何が問題かというと、水泳やボート遊びで水草が邪魔になるのです。水草がオールに絡まったり、泳ぐ人が足を取られたり危険です。
それで、草刈りボートの運転ができる人が全て動員され、大規模な草刈り続行中。
治水工事のサクセスストーリー
ウィーンの
ドナウ川には「旧ドナウ」と「新ドナウ」と「ドナウ旧流」があります。
それ以前にはドナウ本流と幾つかの傍流があるだけでしたが、毎年洪水があるため、わざわざ「洪水地域」が設けられていました。下の写真の中央が「洪水地域」です。
ウィーンの南東から北西方向を見たところ
この広大な「河川敷」は洪水のないときには市民によってスポーツ・散策に利用されていました。

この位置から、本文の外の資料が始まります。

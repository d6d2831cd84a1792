//! Protocol error types.

use thiserror::Error;

/// Errors produced while parsing protocol bytes.
#[derive(Debug, Error, Clone, PartialEq, Eq)]
pub enum ProtocolError {
    /// The request packet does not start with the archive request code.
    #[error("unknown request code {code:#04x} (expected {expected:#04x})")]
    UnknownRequestCode {
        /// Code byte found on the wire.
        code: u8,
        /// The only code this protocol defines.
        expected: u8,
    },

    /// The buffer is the wrong length for a fixed-size layout.
    #[error("expected {expected} bytes, got {actual}")]
    WrongLength {
        /// Required length of the layout.
        expected: usize,
        /// Length actually supplied.
        actual: usize,
    },
}

/// Convenience alias for protocol parsing results.
pub type Result<T> = std::result::Result<T, ProtocolError>;
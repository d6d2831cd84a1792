//! Fuzz the response frame decoder with arbitrary bytes and arbitrary chunk
//! boundaries.
//!
//! The first input byte picks a chunk-size pattern; the rest is the stream.
//! The decoder must never panic, and frames plus retained tail must account
//! for every byte fed in.
#![no_main]

use libfuzzer_sys::fuzz_target;
use porter_proto::FrameDecoder;

fuzz_target!(|data: &[u8]| {
    let Some((&stride_byte, stream)) = data.split_first() else {
        return;
    };
    let stride = usize::from(stride_byte).max(1);

    let mut decoder = FrameDecoder::new();
    let mut accounted = 0usize;
    for chunk in stream.chunks(stride) {
        for frame in decoder.push(chunk) {
            accounted += 8 + frame.data.len();
        }
    }

    // 0, 4, or 8 header bytes of the in-progress frame are consumed out of
    // the rolling buffer; everything else must still be visible.
    let consumed = stream.len() - accounted - decoder.buffered();
    assert!(consumed <= 8);
});
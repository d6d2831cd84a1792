//! TCP byte-stream transport for the archive channel.
//!
//! The core consumes transport notifications synchronously on the engine's
//! tick, but the socket lives in tokio. The bridge is a pair of unbounded
//! channels: a reader task forwards every received chunk (and the eventual
//! closure) into the event queue the session drains, and sends go through a
//! writer task so [`Transport::send`] never blocks.

use bytes::Bytes;
use porter_core::{Transport, TransportError, TransportEvent};
use tokio::{
    io::{AsyncReadExt, AsyncWriteExt},
    net::TcpStream,
    sync::mpsc,
};
use tracing::debug;

const READ_BUFFER: usize = 64 * 1024;

/// Archive channel over a TCP stream.
///
/// Dropping the transport drops both channel ends, which stops the writer
/// task and lets the connection close.
#[derive(Debug)]
pub struct TcpTransport {
    events: mpsc::UnboundedReceiver<TransportEvent>,
    outbound: mpsc::UnboundedSender<Bytes>,
}

impl TcpTransport {
    /// Connect to the archive server.
    ///
    /// The returned transport already carries a [`TransportEvent::Connected`]
    /// notification; the first drain delivers it to the loader and unparks
    /// any queued requests.
    pub async fn connect(addr: &str) -> std::io::Result<Self> {
        let stream = TcpStream::connect(addr).await?;
        // Request packets are 6 bytes; waiting to coalesce them only adds
        // latency to a channel that is idle between requests.
        stream.set_nodelay(true)?;
        debug!(addr, "archive channel connected");

        let (read_half, write_half) = stream.into_split();
        let (event_tx, events) = mpsc::unbounded_channel();
        let (outbound, outbound_rx) = mpsc::unbounded_channel();

        // The session may not drain before the socket starts producing;
        // Connected must be first in the queue regardless.
        let _ = event_tx.send(TransportEvent::Connected);

        tokio::spawn(read_loop(read_half, event_tx.clone()));
        tokio::spawn(write_loop(write_half, outbound_rx, event_tx));

        Ok(Self { events, outbound })
    }
}

impl Transport for TcpTransport {
    fn send(&mut self, packet: &[u8]) -> Result<(), TransportError> {
        self.outbound
            .send(Bytes::copy_from_slice(packet))
            .map_err(|_| TransportError::NotConnected)
    }

    fn drain(&mut self) -> Vec<TransportEvent> {
        let mut drained = Vec::new();
        while let Ok(event) = self.events.try_recv() {
            drained.push(event);
        }
        drained
    }
}

async fn read_loop(
    mut read_half: tokio::net::tcp::OwnedReadHalf,
    events: mpsc::UnboundedSender<TransportEvent>,
) {
    let mut buf = vec![0u8; READ_BUFFER];
    loop {
        match read_half.read(&mut buf).await {
            Ok(0) => {
                let _ = events.send(TransportEvent::Closed);
                return;
            }
            Ok(n) => {
                if events.send(TransportEvent::Data(Bytes::copy_from_slice(&buf[..n]))).is_err() {
                    // Transport dropped; nobody is listening anymore.
                    return;
                }
            }
            Err(error) => {
                let _ = events.send(TransportEvent::Error(error.to_string()));
                let _ = events.send(TransportEvent::Closed);
                return;
            }
        }
    }
}

async fn write_loop(
    mut write_half: tokio::net::tcp::OwnedWriteHalf,
    mut outbound: mpsc::UnboundedReceiver<Bytes>,
    events: mpsc::UnboundedSender<TransportEvent>,
) {
    while let Some(packet) = outbound.recv().await {
        if let Err(error) = write_half.write_all(&packet).await {
            let _ = events.send(TransportEvent::Error(format!("send failed: {error}")));
            return;
        }
    }
}
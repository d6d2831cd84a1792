//! Scripted asset server.

use std::collections::HashMap;

use bytes::Bytes;
use porter_proto::{ArchiveKey, RequestPacket, ResponseFrame};

/// Status word the server answers with when it does not hold an archive.
const STATUS_NOT_FOUND: u32 = 0;

/// In-process asset server speaking the archive wire protocol.
///
/// Holds a table of archives; a request for a known key is answered with
/// status 1 and the payload, anything else with a refusal. There is no
/// network here — the test moves the bytes.
#[derive(Debug, Default)]
pub struct SimServer {
    archives: HashMap<ArchiveKey, Bytes>,
}

impl SimServer {
    /// Server with no archives.
    pub fn new() -> Self {
        Self::default()
    }

    /// Publish an archive.
    pub fn insert(&mut self, key: ArchiveKey, data: &[u8]) {
        self.archives.insert(key, Bytes::copy_from_slice(data));
    }

    /// Remove an archive, turning requests for it into refusals.
    pub fn remove(&mut self, key: ArchiveKey) {
        self.archives.remove(&key);
    }

    /// Answer one request packet with the serialized response frame.
    ///
    /// Errors if the packet is not a well-formed archive request — a sim
    /// client that emits garbage should fail its test loudly, not get a
    /// polite refusal.
    pub fn respond_to(&self, packet: &[u8]) -> porter_proto::Result<Vec<u8>> {
        let request = RequestPacket::decode(packet)?;
        let frame = match self.archives.get(&request.key()) {
            Some(data) => ResponseFrame { status: 1, data: data.clone() },
            None => ResponseFrame { status: STATUS_NOT_FOUND, data: Bytes::new() },
        };
        let mut wire = Vec::new();
        frame.encode(&mut wire);
        Ok(wire)
    }
}
//! Shared-memory result record.
//!
//! When a fetch resolves, the result is handed to the sandboxed engine by
//! writing a fixed 32-byte record at an engine-chosen offset in the shared
//! region. The engine validates `magic` before trusting the rest, then reads
//! the payload through `data_ptr`/`size`.
//!
//! ```text
//! [magic][request_id][table_id][archive_id][status][size][filled][data_ptr]
//! ```
//!
//! Eight 32-bit words, each big-endian regardless of the host's native byte
//! order — the engine on the other side of the region decodes them
//! byte-by-byte, so a native-endian write would be wrong on half the hosts
//! this runs on. The `zerocopy` big-endian field types make the conversion
//! part of the layout.

use zerocopy::{
    byteorder::{BigEndian, U32},
    FromBytes, Immutable, IntoBytes, KnownLayout, Unaligned,
};

use crate::packet::ArchiveKey;

/// Sentinel the engine checks before reading any other record field.
pub const RECORD_MAGIC: u32 = 12_345_678;

/// Fixed-layout result record, exactly as it lives in shared memory.
#[derive(FromBytes, IntoBytes, KnownLayout, Immutable, Unaligned, Debug, Clone, Copy, PartialEq, Eq)]
#[repr(C)]
pub struct ResultRecord {
    magic: U32<BigEndian>,
    request_id: U32<BigEndian>,
    table_id: U32<BigEndian>,
    archive_id: U32<BigEndian>,
    status: U32<BigEndian>,
    size: U32<BigEndian>,
    filled: U32<BigEndian>,
    data_ptr: U32<BigEndian>,
}

impl ResultRecord {
    /// Encoded size of a record.
    pub const SIZE: usize = 32;

    /// Record for a successful fetch whose payload was copied to `data_ptr`.
    pub fn success(request_id: u32, key: ArchiveKey, size: u32, data_ptr: u32) -> Self {
        Self::build(request_id, key, 1, size, data_ptr)
    }

    /// Record for a failed fetch: no payload, `status` zero.
    pub fn failure(request_id: u32, key: ArchiveKey) -> Self {
        Self::build(request_id, key, 0, 0, 0)
    }

    fn build(request_id: u32, key: ArchiveKey, status: u32, size: u32, data_ptr: u32) -> Self {
        Self {
            magic: U32::new(RECORD_MAGIC),
            request_id: U32::new(request_id),
            table_id: U32::new(u32::from(key.table_id)),
            archive_id: U32::new(key.archive_id),
            status: U32::new(status),
            size: U32::new(size),
            // Consumers treat `filled` as "every field of this record is
            // populated"; it is always the last notion set, never partial.
            filled: U32::new(1),
            data_ptr: U32::new(data_ptr),
        }
    }

    /// Serialized record, ready for a single all-or-nothing region write.
    pub fn encode(&self) -> [u8; Self::SIZE] {
        let mut out = [0u8; Self::SIZE];
        out.copy_from_slice(self.as_bytes());
        out
    }

    /// Parse a record back out of region bytes (used by tests and tooling).
    pub fn decode(bytes: &[u8]) -> crate::Result<Self> {
        Self::read_from_bytes(bytes).map_err(|_| crate::ProtocolError::WrongLength {
            expected: Self::SIZE,
            actual: bytes.len(),
        })
    }

    /// Sentinel word.
    pub fn magic(&self) -> u32 {
        self.magic.get()
    }

    /// Id of the request this record answers.
    pub fn request_id(&self) -> u32 {
        self.request_id.get()
    }

    /// Archive identity the record describes.
    pub fn key(&self) -> ArchiveKey {
        ArchiveKey::new(self.table_id.get() as u8, self.archive_id.get())
    }

    /// 1 for a successful fetch, 0 for a failure.
    pub fn status(&self) -> u32 {
        self.status.get()
    }

    /// Payload length in bytes; 0 for failures and empty archives.
    pub fn size(&self) -> u32 {
        self.size.get()
    }

    /// Record-complete flag.
    pub fn filled(&self) -> u32 {
        self.filled.get()
    }

    /// Offset of the payload in the shared region; 0 when there is none.
    pub fn data_ptr(&self) -> u32 {
        self.data_ptr.get()
    }
}
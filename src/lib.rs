//! Workspace anchor crate.
//!
//! Exists so repo-wide dev tooling (the cargo-husky git hooks) has a package
//! to attach to; all functionality lives under `crates/`.
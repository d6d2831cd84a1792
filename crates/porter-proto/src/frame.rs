//! Response framing.
//!
//! A response is `[status: u32 BE][size: u32 BE][data: size bytes]`. The
//! transport delivers bytes in whatever chunks it likes: one data event may
//! hold a fraction of a field, a whole frame, or several frames back to back.
//! [`FrameDecoder`] reassembles the stream into discrete [`ResponseFrame`]s
//! without ever dropping bytes of an incomplete field.
//!
//! The `size` field is trusted as-is. A corrupt or hostile length is not
//! rejected here; the decoder simply keeps buffering until that many bytes
//! arrive, which for a garbage length means waiting forever.

use bytes::{Buf, Bytes, BytesMut};

/// Status word denoting a successful fetch.
pub const STATUS_OK: u32 = 1;

/// One complete `(status, data)` unit reassembled from the response stream.
#[derive(Debug, Clone, PartialEq, Eq)]
pub struct ResponseFrame {
    /// Server status word; [`STATUS_OK`] on success.
    pub status: u32,
    /// Archive payload. Empty when the frame carried `size = 0`.
    pub data: Bytes,
}

impl ResponseFrame {
    /// Whether the server reported success.
    pub fn is_success(&self) -> bool {
        self.status == STATUS_OK
    }

    /// Serialize the frame into `buf` as it would appear on the wire.
    pub fn encode(&self, buf: &mut Vec<u8>) {
        buf.extend_from_slice(&self.status.to_be_bytes());
        buf.extend_from_slice(&(self.data.len() as u32).to_be_bytes());
        buf.extend_from_slice(&self.data);
    }
}

/// Decoder state: which field of the current frame is being read.
#[derive(Debug, Clone, Copy, PartialEq, Eq)]
enum DecodeState {
    ReadingStatus,
    ReadingSize { status: u32 },
    ReadingData { status: u32, size: usize },
}

/// Incremental response parser.
///
/// Feed it raw transport chunks with [`push`](Self::push); it returns every
/// frame those bytes complete. Between calls it holds only the unconsumed
/// tail of the stream.
#[derive(Debug)]
pub struct FrameDecoder {
    buf: BytesMut,
    state: DecodeState,
}

impl FrameDecoder {
    /// New decoder positioned at a frame boundary.
    pub fn new() -> Self {
        Self { buf: BytesMut::new(), state: DecodeState::ReadingStatus }
    }

    /// Consume one transport chunk and return the frames it completed.
    ///
    /// Returns zero frames when the chunk only extends a partial field, and
    /// several when the chunk spans multiple responses.
    pub fn push(&mut self, chunk: &[u8]) -> Vec<ResponseFrame> {
        self.buf.extend_from_slice(chunk);

        let mut frames = Vec::new();
        loop {
            match self.state {
                DecodeState::ReadingStatus => {
                    if self.buf.len() < 4 {
                        return frames;
                    }
                    let status = self.buf.get_u32();
                    self.state = DecodeState::ReadingSize { status };
                }
                DecodeState::ReadingSize { status } => {
                    if self.buf.len() < 4 {
                        return frames;
                    }
                    let size = self.buf.get_u32() as usize;
                    if size == 0 {
                        // Data phase skipped entirely; the frame is complete.
                        frames.push(ResponseFrame { status, data: Bytes::new() });
                        self.state = DecodeState::ReadingStatus;
                    } else {
                        self.state = DecodeState::ReadingData { status, size };
                    }
                }
                DecodeState::ReadingData { status, size } => {
                    if self.buf.len() < size {
                        return frames;
                    }
                    let data = self.buf.split_to(size).freeze();
                    frames.push(ResponseFrame { status, data });
                    self.state = DecodeState::ReadingStatus;
                }
            }
        }
    }

    /// Discard any partially read frame and return to the status field.
    ///
    /// Used when the channel is torn down mid-frame; leftover bytes belong to
    /// a response that will never finish.
    pub fn reset(&mut self) {
        self.buf.clear();
        self.state = DecodeState::ReadingStatus;
    }

    /// Bytes currently buffered for the unfinished frame.
    pub fn buffered(&self) -> usize {
        self.buf.len()
    }

    /// True when the decoder sits exactly between frames.
    pub fn at_boundary(&self) -> bool {
        self.state == DecodeState::ReadingStatus && self.buf.is_empty()
    }
}

impl Default for FrameDecoder {
    fn default() -> Self {
        Self::new()
    }
}
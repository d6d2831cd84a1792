//! Deterministic simulation harness for the porter archive loader.
//!
//! In-process implementations of every collaborator the core needs — store,
//! transport, server, shared heap — plus a [`SimWorld`] that wires them to an
//! [`ArchiveLoader`](porter_core::ArchiveLoader) exactly the way the
//! production session does. Chunk boundaries, failure injection, and event
//! ordering are all under test control, and every random choice flows from a
//! caller-supplied seed.

pub mod sim_heap;
pub mod sim_server;
pub mod sim_store;
pub mod sim_transport;
pub mod world;

pub use sim_heap::SimHeap;
pub use sim_server::SimServer;
pub use sim_store::MemoryStore;
pub use sim_transport::{Chunker, SimTransport};
pub use world::SimWorld;
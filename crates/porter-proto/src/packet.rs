//! Archive request packet.
//!
//! A request is 6 bytes on the wire:
//!
//! ```text
//! [request_code: u8 = 1][table_id: u8][archive_id: u32 BE]
//! ```
//!
//! There is no sequence number and no length field; the response that follows
//! on the channel belongs to this request by position alone.

use std::fmt;

use zerocopy::{
    byteorder::{BigEndian, U32},
    FromBytes, Immutable, IntoBytes, KnownLayout, Unaligned,
};

use crate::errors::{ProtocolError, Result};

/// The only request code the archive channel understands.
pub const REQUEST_CODE: u8 = 1;

/// Table conventionally reserved for reference/index archives.
pub const REFERENCE_TABLE: u8 = 255;

/// Identity of an archive: a table and an id within that table.
///
/// Tables group archives; table [`REFERENCE_TABLE`] holds reference data by
/// convention, but this layer treats all tables alike.
#[derive(Debug, Clone, Copy, PartialEq, Eq, Hash, PartialOrd, Ord)]
pub struct ArchiveKey {
    /// Table the archive belongs to.
    pub table_id: u8,
    /// Archive id within the table.
    pub archive_id: u32,
}

impl ArchiveKey {
    /// Create a key from its parts.
    pub fn new(table_id: u8, archive_id: u32) -> Self {
        Self { table_id, archive_id }
    }
}

impl fmt::Display for ArchiveKey {
    fn fmt(&self, f: &mut fmt::Formatter<'_>) -> fmt::Result {
        write!(f, "{}:{}", self.table_id, self.archive_id)
    }
}

/// Fixed 6-byte archive request, laid out exactly as it travels on the wire.
#[derive(FromBytes, IntoBytes, KnownLayout, Immutable, Unaligned, Debug, Clone, Copy, PartialEq, Eq)]
#[repr(C)]
pub struct RequestPacket {
    code: u8,
    table_id: u8,
    archive_id: U32<BigEndian>,
}

impl RequestPacket {
    /// Encoded size of a request packet.
    pub const SIZE: usize = 6;

    /// Build a request for the given archive.
    pub fn new(key: ArchiveKey) -> Self {
        Self {
            code: REQUEST_CODE,
            table_id: key.table_id,
            archive_id: U32::new(key.archive_id),
        }
    }

    /// The archive this request asks for.
    pub fn key(&self) -> ArchiveKey {
        ArchiveKey::new(self.table_id, self.archive_id.get())
    }

    /// Serialized wire bytes.
    pub fn encode(&self) -> [u8; Self::SIZE] {
        let mut out = [0u8; Self::SIZE];
        out.copy_from_slice(self.as_bytes());
        out
    }

    /// Parse a packet, validating length and request code.
    pub fn decode(bytes: &[u8]) -> Result<Self> {
        let Ok(packet) = Self::read_from_bytes(bytes) else {
            return Err(ProtocolError::WrongLength { expected: Self::SIZE, actual: bytes.len() });
        };
        if packet.code != REQUEST_CODE {
            return Err(ProtocolError::UnknownRequestCode {
                code: packet.code,
                expected: REQUEST_CODE,
            });
        }
        Ok(packet)
    }
}
//! Persistent archive store backed by `redb`.

use std::path::Path;

use bytes::Bytes;
use porter_core::{ArchiveStore, StoreError, StoreStats};
use porter_proto::ArchiveKey;
use redb::{Database, ReadableTable, TableDefinition};
use tracing::debug;

/// Cached archives, keyed by `(table_id, archive_id)`.
const ARCHIVES: TableDefinition<(u8, u32), &[u8]> = TableDefinition::new("archives");

/// Archive cache on disk.
///
/// One `redb` table, last-write-wins per key, no eviction: the store grows
/// with the set of distinct archives fetched. [`clear`](ArchiveStore::clear)
/// is the only way space is reclaimed.
#[derive(Debug)]
pub struct RedbStore {
    db: Database,
}

impl RedbStore {
    /// Open (or create) the store at `path`.
    pub fn open(path: impl AsRef<Path>) -> Result<Self, StoreError> {
        let db = Database::create(path).map_err(|e| StoreError::Maintenance(e.to_string()))?;
        Ok(Self { db })
    }
}

impl ArchiveStore for RedbStore {
    fn lookup(&self, key: ArchiveKey) -> Result<Option<Bytes>, StoreError> {
        let txn = self.db.begin_read().map_err(|e| StoreError::Lookup(e.to_string()))?;
        let table = match txn.open_table(ARCHIVES) {
            Ok(table) => table,
            // First lookup before any write: the table does not exist yet.
            Err(redb::TableError::TableDoesNotExist(_)) => return Ok(None),
            Err(e) => return Err(StoreError::Lookup(e.to_string())),
        };
        let value = table
            .get((key.table_id, key.archive_id))
            .map_err(|e| StoreError::Lookup(e.to_string()))?;
        Ok(value.map(|guard| Bytes::copy_from_slice(guard.value())))
    }

    fn store(&mut self, key: ArchiveKey, data: &[u8]) -> Result<(), StoreError> {
        let txn = self.db.begin_write().map_err(|e| StoreError::Store(e.to_string()))?;
        {
            let mut table =
                txn.open_table(ARCHIVES).map_err(|e| StoreError::Store(e.to_string()))?;
            table
                .insert((key.table_id, key.archive_id), data)
                .map_err(|e| StoreError::Store(e.to_string()))?;
        }
        txn.commit().map_err(|e| StoreError::Store(e.to_string()))?;
        debug!(%key, size = data.len(), "archive persisted");
        Ok(())
    }

    fn clear(&mut self) -> Result<(), StoreError> {
        let txn = self.db.begin_write().map_err(|e| StoreError::Maintenance(e.to_string()))?;
        txn.delete_table(ARCHIVES).map_err(|e| StoreError::Maintenance(e.to_string()))?;
        txn.commit().map_err(|e| StoreError::Maintenance(e.to_string()))?;
        debug!("archive store cleared");
        Ok(())
    }

    fn stats(&self) -> Result<StoreStats, StoreError> {
        let txn = self.db.begin_read().map_err(|e| StoreError::Maintenance(e.to_string()))?;
        let table = match txn.open_table(ARCHIVES) {
            Ok(table) => table,
            Err(redb::TableError::TableDoesNotExist(_)) => return Ok(StoreStats::default()),
            Err(e) => return Err(StoreError::Maintenance(e.to_string())),
        };
        let mut stats = StoreStats::default();
        for entry in table.iter().map_err(|e| StoreError::Maintenance(e.to_string()))? {
            let (key, _) = entry.map_err(|e| StoreError::Maintenance(e.to_string()))?;
            let (table_id, _) = key.value();
            stats.archives += 1;
            *stats.per_table.entry(table_id).or_insert(0) += 1;
        }
        Ok(stats)
    }
}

洪水問題の最終的解決のため1969年に新水路(新ドナウ)の造成が決定され、1972年から大規模な工事が始まりました。
ドナウの隣に新水路を造成することで、旧ドナウと新ドナウの間に細長い中州(
ドナウインゼル)が生まれました。
ウィーン北側の山から南を見たところ
手前が旧ドナウ、中州(ドナウインゼル)の向こう側が新ドナウです。旧ドナウは内陸河川交通の重要な水路で多くの船舶が航行するため保養&レクリエーション・ゾーンとはなりませんが、新ドナウは水がきれいなので水泳もできます。
南東から見た新旧ドナウ
右側の水が青い水路が新ドナウです。
では、ドナウ旧流はどこかと言うと、ドナウ川が多くの傍流をもっていた頃の傍流のひとつを保存したものです。
左の写真がドナウ旧流の様子。右の略図は左から旧ドナウ、ドナウインゼル、新ドナウ、弧を描いているのがドナウ旧流です。
ドナウの新水路造成については自然破壊・環境破壊だという強い反対意見もあったそうですが、実際に新ドナウとドナウインゼルが出来てから、増水期には新ドナウが余分な水量を受け入れ、ドナウインゼルには180万本の木や灌木が植えられ緑豊かな保養ゾーンとなりました。中央部分は公園として整備されていますが、北側の三分の一、南側の三分の一は自然保護区域で、珍しい鳥、両生類、魚が生息しています。
ヨーロッパで2番目に長いドナウ川は、世界で最も国籍の多い(最も多くの国々を流れる)大河です。